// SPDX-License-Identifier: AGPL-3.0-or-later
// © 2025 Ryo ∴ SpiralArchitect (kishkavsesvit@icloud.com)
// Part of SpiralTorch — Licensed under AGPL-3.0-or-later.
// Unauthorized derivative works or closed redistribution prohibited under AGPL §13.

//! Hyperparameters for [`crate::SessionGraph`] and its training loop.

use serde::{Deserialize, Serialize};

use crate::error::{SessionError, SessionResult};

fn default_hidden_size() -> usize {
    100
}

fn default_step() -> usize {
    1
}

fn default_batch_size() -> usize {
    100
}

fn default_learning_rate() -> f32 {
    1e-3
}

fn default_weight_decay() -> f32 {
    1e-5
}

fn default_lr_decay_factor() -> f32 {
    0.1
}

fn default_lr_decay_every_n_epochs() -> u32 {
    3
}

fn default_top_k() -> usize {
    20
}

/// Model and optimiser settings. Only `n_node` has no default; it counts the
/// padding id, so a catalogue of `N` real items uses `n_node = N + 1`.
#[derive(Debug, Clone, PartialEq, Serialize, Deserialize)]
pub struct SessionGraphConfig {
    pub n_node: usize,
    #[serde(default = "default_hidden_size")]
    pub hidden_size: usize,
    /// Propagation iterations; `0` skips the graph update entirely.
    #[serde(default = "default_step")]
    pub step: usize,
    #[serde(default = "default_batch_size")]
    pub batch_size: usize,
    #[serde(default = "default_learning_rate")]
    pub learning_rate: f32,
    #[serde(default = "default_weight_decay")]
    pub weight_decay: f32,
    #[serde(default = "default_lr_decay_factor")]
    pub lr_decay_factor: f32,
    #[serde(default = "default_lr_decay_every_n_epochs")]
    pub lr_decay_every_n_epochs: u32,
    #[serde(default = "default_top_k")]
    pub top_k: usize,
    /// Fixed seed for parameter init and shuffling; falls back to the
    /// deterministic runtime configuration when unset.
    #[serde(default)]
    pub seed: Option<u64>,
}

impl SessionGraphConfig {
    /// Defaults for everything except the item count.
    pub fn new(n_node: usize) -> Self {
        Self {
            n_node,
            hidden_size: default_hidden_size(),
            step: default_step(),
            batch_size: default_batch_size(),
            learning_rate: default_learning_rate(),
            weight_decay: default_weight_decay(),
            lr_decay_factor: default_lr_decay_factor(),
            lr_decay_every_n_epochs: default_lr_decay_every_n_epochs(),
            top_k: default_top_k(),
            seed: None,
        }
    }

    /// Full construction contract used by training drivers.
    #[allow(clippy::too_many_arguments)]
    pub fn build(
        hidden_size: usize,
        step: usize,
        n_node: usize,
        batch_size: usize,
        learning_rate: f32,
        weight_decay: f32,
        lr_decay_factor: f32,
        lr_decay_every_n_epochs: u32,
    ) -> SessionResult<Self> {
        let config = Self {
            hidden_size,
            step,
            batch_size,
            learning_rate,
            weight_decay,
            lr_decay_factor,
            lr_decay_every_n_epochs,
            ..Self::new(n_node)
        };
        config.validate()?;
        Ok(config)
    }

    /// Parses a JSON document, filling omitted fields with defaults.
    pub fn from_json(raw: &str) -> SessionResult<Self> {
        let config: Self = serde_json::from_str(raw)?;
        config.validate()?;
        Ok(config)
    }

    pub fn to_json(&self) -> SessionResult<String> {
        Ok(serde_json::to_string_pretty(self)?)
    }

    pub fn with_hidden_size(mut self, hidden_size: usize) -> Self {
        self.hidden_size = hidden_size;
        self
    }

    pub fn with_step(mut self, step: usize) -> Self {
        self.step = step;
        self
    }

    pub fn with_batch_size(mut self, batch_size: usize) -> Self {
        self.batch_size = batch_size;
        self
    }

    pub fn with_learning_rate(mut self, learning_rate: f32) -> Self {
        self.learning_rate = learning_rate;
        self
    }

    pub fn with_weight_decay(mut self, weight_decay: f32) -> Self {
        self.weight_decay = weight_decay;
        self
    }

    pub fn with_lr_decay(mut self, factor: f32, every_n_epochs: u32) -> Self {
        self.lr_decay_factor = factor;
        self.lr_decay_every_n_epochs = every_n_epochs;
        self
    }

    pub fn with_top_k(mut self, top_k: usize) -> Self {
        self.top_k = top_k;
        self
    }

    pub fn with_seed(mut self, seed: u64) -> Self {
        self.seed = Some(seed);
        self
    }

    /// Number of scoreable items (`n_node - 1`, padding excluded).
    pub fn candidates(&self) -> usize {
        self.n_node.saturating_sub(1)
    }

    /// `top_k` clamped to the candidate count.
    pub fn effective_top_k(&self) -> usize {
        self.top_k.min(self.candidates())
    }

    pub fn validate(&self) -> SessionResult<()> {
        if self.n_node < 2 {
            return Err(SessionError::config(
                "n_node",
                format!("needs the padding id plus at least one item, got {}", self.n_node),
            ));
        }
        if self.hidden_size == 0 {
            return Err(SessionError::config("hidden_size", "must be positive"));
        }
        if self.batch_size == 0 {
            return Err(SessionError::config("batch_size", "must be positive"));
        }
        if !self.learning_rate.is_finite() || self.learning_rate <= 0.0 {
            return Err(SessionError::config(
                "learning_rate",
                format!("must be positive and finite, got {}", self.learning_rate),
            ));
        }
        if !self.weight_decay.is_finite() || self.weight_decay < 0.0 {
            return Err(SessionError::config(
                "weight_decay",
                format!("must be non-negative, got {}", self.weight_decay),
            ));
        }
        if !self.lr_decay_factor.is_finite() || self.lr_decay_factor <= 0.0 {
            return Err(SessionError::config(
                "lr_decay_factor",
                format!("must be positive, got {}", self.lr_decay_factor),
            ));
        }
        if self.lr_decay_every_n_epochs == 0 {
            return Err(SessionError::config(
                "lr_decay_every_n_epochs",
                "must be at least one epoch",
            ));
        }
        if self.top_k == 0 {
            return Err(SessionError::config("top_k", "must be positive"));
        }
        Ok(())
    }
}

########

■ **WORK ITEM**
Using the entries shown above, reproduce verbatim the lines from the line bearing "Ok(serde_json::to_string_pretty(self)?)" to the line bearing "if self.batch_size == 0", inclusive.

■ **REPLY TO THE EXERCISE**
        Ok(serde_json::to_string_pretty(self)?)
    }

    pub fn with_hidden_size(mut self, hidden_size: usize) -> Self {
        self.hidden_size = hidden_size;
        self
    }

    pub fn with_step(mut self, step: usize) -> Self {
        self.step = step;
        self
    }

    pub fn with_batch_size(mut self, batch_size: usize) -> Self {
        self.batch_size = batch_size;
        self
    }

    pub fn with_learning_rate(mut self, learning_rate: f32) -> Self {
        self.learning_rate = learning_rate;
        self
    }

    pub fn with_weight_decay(mut self, weight_decay: f32) -> Self {
        self.weight_decay = weight_decay;
        self
    }

    pub fn with_lr_decay(mut self, factor: f32, every_n_epochs: u32) -> Self {
        self.lr_decay_factor = factor;
        self.lr_decay_every_n_epochs = every_n_epochs;
        self
    }

    pub fn with_top_k(mut self, top_k: usize) -> Self {
        self.top_k = top_k;
        self
    }

    pub fn with_seed(mut self, seed: u64) -> Self {
        self.seed = Some(seed);
        self
    }

    /// Number of scoreable items (`n_node - 1`, padding excluded).
    pub fn candidates(&self) -> usize {
        self.n_node.saturating_sub(1)
    }

    /// `top_k` clamped to the candidate count.
    pub fn effective_top_k(&self) -> usize {
        self.top_k.min(self.candidates())
    }

    pub fn validate(&self) -> SessionResult<()> {
        if self.n_node < 2 {
            return Err(SessionError::config(
                "n_node",
                format!("needs the padding id plus at least one item, got {}", self.n_node),
            ));
        }
        if self.hidden_size == 0 {
            return Err(SessionError::config("hidden_size", "must be positive"));
        }
        if self.batch_size == 0 {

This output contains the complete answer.